Alkaline phosphatase

Details of mean ± S.E. values of SGOT of different treatment Groups are presented in table 4. The post administered values at 28th days for all the treatment Groups of alkaline phosphatase (IU/L) was determined including Control Group. A highly significant (p<0.01) mean ± S.E. values with increasing trend was observed in Group II (97.65 ± 0.118) followed by Group III (139.19 ± 0.220) and Group IV (191.60 ± 1.877) when compared with control Group (63.77 ± 0.206) mice.

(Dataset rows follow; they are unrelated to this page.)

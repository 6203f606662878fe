use std::io;
use std::path;

use anyhow::bail;
use anyhow::Result;
use clap::builder::PossibleValuesParser;
use clap::value_parser;
use clap::Arg;
use clap::ArgAction;
use clap::Command;
use clap_complete::generate;
use clap_complete::Generator;
use clap_complete::Shell;
use dialoguer::theme::ColorfulTheme;
use dialoguer::Confirm;
use dialoguer::Select;
use strum::VariantNames;
use tokio::fs;
use tokio::io::AsyncWriteExt;
use yansi::Paint;

use crate::configuration::Config;
use crate::configuration::ConfigKey;
use crate::domain::models::GeneratorName;
use crate::domain::models::HistoryEntry;
use crate::domain::services::actions::help_text;
use crate::domain::services::HistoryStore;

fn print_completions<G: Generator>(gen: G, cmd: &mut Command) {
    generate(gen, cmd, cmd.get_name().to_string(), &mut io::stdout());
    std::process::exit(0);
}

fn format_entry(entry: &HistoryEntry) -> String {
    let mut res = format!(
        "- (ID: {}) {}, {}",
        entry.id,
        entry.timestamp,
        entry.request.summary(),
    );

    if let Some(specification) = entry.result.first() {
        let mut line = specification.title.to_string();
        if line.len() >= 70 {
            line = format!("{}...", &line[..67]);
        }
        res = format!("{res}, {line}");
    }

    return res;
}

async fn print_history_list() -> Result<()> {
    let entries = HistoryStore::default()
        .load_all()
        .await
        .iter()
        .map(|entry| {
            return format_entry(entry);
        })
        .collect::<Vec<String>>();

    if entries.is_empty() {
        println!("There is no saved history yet. Generate your first specifications!");
    } else {
        println!("{}", entries.join("\n"));
    }

    return Ok(());
}

async fn create_config_file() -> Result<()> {
    let config_file_path_str = Config::default(ConfigKey::ConfigFile);
    let config_file_path = path::PathBuf::from(&config_file_path_str);
    if config_file_path.exists() {
        bail!(format!(
            "Config file already exists at {config_file_path_str}"
        ));
    }

    if !config_file_path.parent().unwrap().exists() {
        fs::create_dir_all(config_file_path.parent().unwrap()).await?;
    }

    let mut file = fs::File::create(config_file_path.clone()).await?;
    file.write_all(Config::serialize_default(build()).as_bytes())
        .await?;

    let config_path_display = config_file_path.as_os_str().to_str().unwrap();
    println!("Created default config file at {config_path_display}");
    return Ok(());
}

async fn load_config_from_history(history_id: &str) -> Result<()> {
    let entries = HistoryStore::default().load_all().await;
    if !entries.iter().any(|entry| return entry.id == history_id) {
        bail!(format!("No history entry with ID {history_id}"));
    }

    Config::set(ConfigKey::HistoryID, history_id);

    return Ok(());
}

async fn load_config_from_history_interactive() -> Result<()> {
    let entries = HistoryStore::default().load_all().await;

    if entries.is_empty() {
        println!("There is no saved history yet. Generate your first specifications!");
        return Ok(());
    }

    let entry_options = entries
        .iter()
        .map(|entry| {
            return format_entry(entry);
        })
        .collect::<Vec<String>>();

    let idx = Select::with_theme(&ColorfulTheme::default())
        .with_prompt("Which history entry would you like to open?")
        .default(0)
        .items(&entry_options)
        .interact_opt()?
        .unwrap();

    Config::set(ConfigKey::HistoryID, &entries[idx].id);

    return Ok(());
}

fn subcommand_completions() -> Command {
    return Command::new("completions")
        .about("Generates shell completions.")
        .arg(
            clap::Arg::new("shell")
                .short('s')
                .long("shell")
                .help("Which shell to generate completions for.")
                .action(ArgAction::Set)
                .value_parser(value_parser!(Shell))
                .required(true),
        );
}

fn subcommand_config() -> Command {
    return Command::new("config")
        .about("Configuration file options.")
        .subcommand(
            Command::new("create").about("Saves the default config file to the configuration file path. This command will fail if the file exists already.")
        )
        .subcommand(
            Command::new("default").about("Outputs the default configuration file to stdout.")
        )
        .subcommand(
            Command::new("path").about("Returns the default path for the configuration file.")
        );
}

fn subcommand_debug() -> Command {
    let mut cmd = Command::new("debug");
    cmd = cmd.about("Debug helpers for Specforge")
        .hide(true)
        .subcommand(
            Command::new("log-path").about("Output path to debug log file generated when running Specforge with environment variable RUST_LOG=specforge")
        )
        .subcommand(
            Command::new("enum-config").about("List all config keys as strings.")
        );

    return cmd;
}

fn arg_generator() -> Arg {
    return Arg::new(ConfigKey::Generator.to_string())
        .short('g')
        .long(ConfigKey::Generator.to_string())
        .env("SPECFORGE_GENERATOR")
        .num_args(1)
        .help(format!(
            "The generation service used to produce specifications. [default: {}]",
            Config::default(ConfigKey::Generator)
        ))
        .value_parser(PossibleValuesParser::new(GeneratorName::VARIANTS));
}

fn arg_model() -> Arg {
    return Arg::new(ConfigKey::Model.to_string())
        .short('m')
        .long(ConfigKey::Model.to_string())
        .env("SPECFORGE_MODEL")
        .num_args(1)
        .help(format!(
            "The model used to generate specifications. [default: {}]",
            Config::default(ConfigKey::Model)
        ));
}

fn subcommand_generate() -> Command {
    return Command::new("generate")
        .about("Start a new specification briefing.")
        .arg(arg_generator())
        .arg(arg_model());
}

fn subcommand_history() -> Command {
    return Command::new("history")
        .about("Manage previously generated specifications.")
        .arg_required_else_help(true)
        .subcommand(Command::new("dir").about("Print the history cache directory path."))
        .subcommand(
            Command::new("list").about("List all saved entries with their ids and briefings."),
        )
        .subcommand(
            Command::new("open")
                .about("Open a saved entry by ID. Omit passing any ID to load an interactive selection.")
                .arg(
                    clap::Arg::new(ConfigKey::HistoryID.to_string())
                        .short('i')
                        .long("id")
                        .help("History entry ID")
                        .required(false),
                ),
        )
        .subcommand(Command::new("clear").about("Delete all saved entries."));
}

pub fn build() -> Command {
    let hotkeys_text = help_text()
        .split('\n')
        .map(|line| {
            if line.starts_with('-') {
                return format!("  {line}");
            }
            if line.starts_with("HOTKEYS:") {
                return Paint::new(line.to_string()).underline().bold().to_string();
            }
            return line.to_string();
        })
        .collect::<Vec<String>>()
        .join("\n");

    let about = format!(
        "{}\n\nVersion: {}\nCommit: {}",
        env!("CARGO_PKG_DESCRIPTION"),
        env!("CARGO_PKG_VERSION"),
        env!("VERGEN_GIT_DESCRIBE")
    );

    return Command::new("specforge")
        .about(about)
        .author(env!("CARGO_PKG_AUTHORS"))
        .version(env!("CARGO_PKG_VERSION"))
        .after_help(hotkeys_text)
        .arg_required_else_help(false)
        .subcommand(subcommand_generate())
        .subcommand(subcommand_completions())
        .subcommand(subcommand_config())
        .subcommand(subcommand_debug())
        .subcommand(Command::new("manpages").about("Generates manpages and outputs to stdout."))
        .subcommand(subcommand_history())
        .arg(arg_generator())
        .arg(arg_model())
        .arg(
            Arg::new(ConfigKey::ConfigFile.to_string())
                .short('c')
                .long(ConfigKey::ConfigFile.to_string())
                .env("SPECFORGE_CONFIG_FILE")
                .num_args(1)
                .help(format!(
                    "Path to configuration file [default: {}]",
                    Config::default(ConfigKey::ConfigFile)
                ))
                .global(true),
        )
        .arg(
            Arg::new(ConfigKey::GeminiURL.to_string())
                .long(ConfigKey::GeminiURL.to_string())
                .env("SPECFORGE_GEMINI_URL")
                .num_args(1)
                .help(format!(
                    "Gemini API URL. Can be swapped to a compatible proxy. [default: {}]",
                    Config::default(ConfigKey::GeminiURL)
                ))
                .global(true),
        )
        .arg(
            Arg::new(ConfigKey::GeminiToken.to_string())
                .long(ConfigKey::GeminiToken.to_string())
                .env("SPECFORGE_GEMINI_TOKEN")
                .num_args(1)
                .help("Gemini API key used to authenticate generation requests.")
                .global(true),
        )
        .arg(
            Arg::new(ConfigKey::RequestTimeout.to_string())
                .long(ConfigKey::RequestTimeout.to_string())
                .env("SPECFORGE_REQUEST_TIMEOUT")
                .num_args(1)
                .help(format!(
                    "Time to wait in milliseconds before a generation request times out. [default: {}]",
                    Config::default(ConfigKey::RequestTimeout)
                ))
                .global(true),
        );
}

pub async fn parse() -> Result<bool> {
    let matches = build().get_matches();

    match matches.subcommand() {
        Some(("debug", debug_matches)) => {
            match debug_matches.subcommand() {
                Some(("log-path", _)) => {
                    let log_path = dirs::cache_dir().unwrap().join("specforge/debug.log");
                    println!("{}", log_path.to_str().unwrap());
                }
                Some(("enum-config", _)) => {
                    let res = ConfigKey::VARIANTS.join("\n");
                    println!("{}", res);
                }
                _ => {
                    subcommand_debug().print_long_help()?;
                }
            }

            return Ok(false);
        }
        Some(("generate", subcmd_matches)) => {
            Config::load(build(), vec![&matches, subcmd_matches]).await?;
        }
        Some(("completions", subcmd_matches)) => {
            if let Some(completions) = subcmd_matches.get_one::<Shell>("shell").copied() {
                let mut app = build();
                print_completions(completions, &mut app);
            }
        }
        Some(("config", subcmd_matches)) => match subcmd_matches.subcommand() {
            Some(("create", _)) => {
                create_config_file().await?;
                return Ok(false);
            }
            Some(("default", _)) => {
                println!("{}", Config::serialize_default(build()));
                return Ok(false);
            }
            Some(("path", _)) => {
                println!("{}", Config::default(ConfigKey::ConfigFile));
                return Ok(false);
            }
            _ => {
                subcommand_config().print_long_help()?;
                return Ok(false);
            }
        },
        Some(("manpages", _)) => {
            clap_mangen::Man::new(build()).render(&mut io::stdout())?;
            return Ok(false);
        }
        Some(("history", subcmd_matches)) => match subcmd_matches.subcommand() {
            Some(("dir", _)) => {
                let dir = HistoryStore::default()
                    .cache_dir
                    .to_string_lossy()
                    .to_string();
                println!("{dir}");
                return Ok(false);
            }
            Some(("list", _)) => {
                print_history_list().await?;
                return Ok(false);
            }
            Some(("open", open_matches)) => {
                Config::load(build(), vec![&matches, open_matches]).await?;
                if let Some(history_id) =
                    open_matches.get_one::<String>(&ConfigKey::HistoryID.to_string())
                {
                    load_config_from_history(history_id).await?;
                } else {
                    load_config_from_history_interactive().await?;
                }
            }
            Some(("clear", _)) => {
                let confirmed = Confirm::with_theme(&ColorfulTheme::default())
                    .with_prompt("Clear all saved history?")
                    .default(false)
                    .interact_opt()?
                    .unwrap_or(false);

                if confirmed {
                    HistoryStore::default().clear().await?;
                    println!("Cleared history");
                }
                return Ok(false);
            }
            _ => {
                subcommand_history().print_long_help()?;
                return Ok(false);
            }
        },
        _ => {
            Config::load(build(), vec![&matches]).await?;
        }
    }

    return Ok(true);
}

The findings in the present study correlated with findings of Mondal (2007) in oral administration of acetamiprid to female wister rats, Chakraborty [14] found the above in acetamiprid oral administration in goat. Zhang et al. [1] confirmed significant increase in activity of serum Alanine Transaminase (ALT) of male mice in acetamiprid toxicity. Bhardwaj et al. [12] reported elevation in GPT in imidacloprid toxicity in female rats. The present findings of increase in the value of AST was in agreement with the findings of Bhardwaj et al. [12] in female rats following administration of Imidacloprid and Zhang et al. [1] in male mice following administrations of acetamiprid. Increase in Alkaline phosphatase value was also reported by other workers such as acetamiprid toxicity in female rats [13], acetamiprid in male mice Zhang et al. [1], dichlorovos in male mice [15]. The increase in ALP usually occurred due to its increased synthesis due to damaged liver conditions [16]. Elevated plasma ALP might be due to acute hepatocellular damage and destruction of epithelial cells in gastrointestinal tracts [17].

Conclusion

In the present study, it was found that acetamiprid administered @ 10 mg/kg body weight (1/20th of LD50 value) proved to be non-toxic for the experimental animals under test [18].

Acknowledgement

The authors are thankful to Hon’ble Vice-Chancellor, West Bengal University of Animal and Fishery Sciences, Kolkata, India for providing the necessary facilities to carry out this research work.

Dedication

The original research work is dedicated to West Bengal University of Animal and Fishery Sciences, Kolkata, India.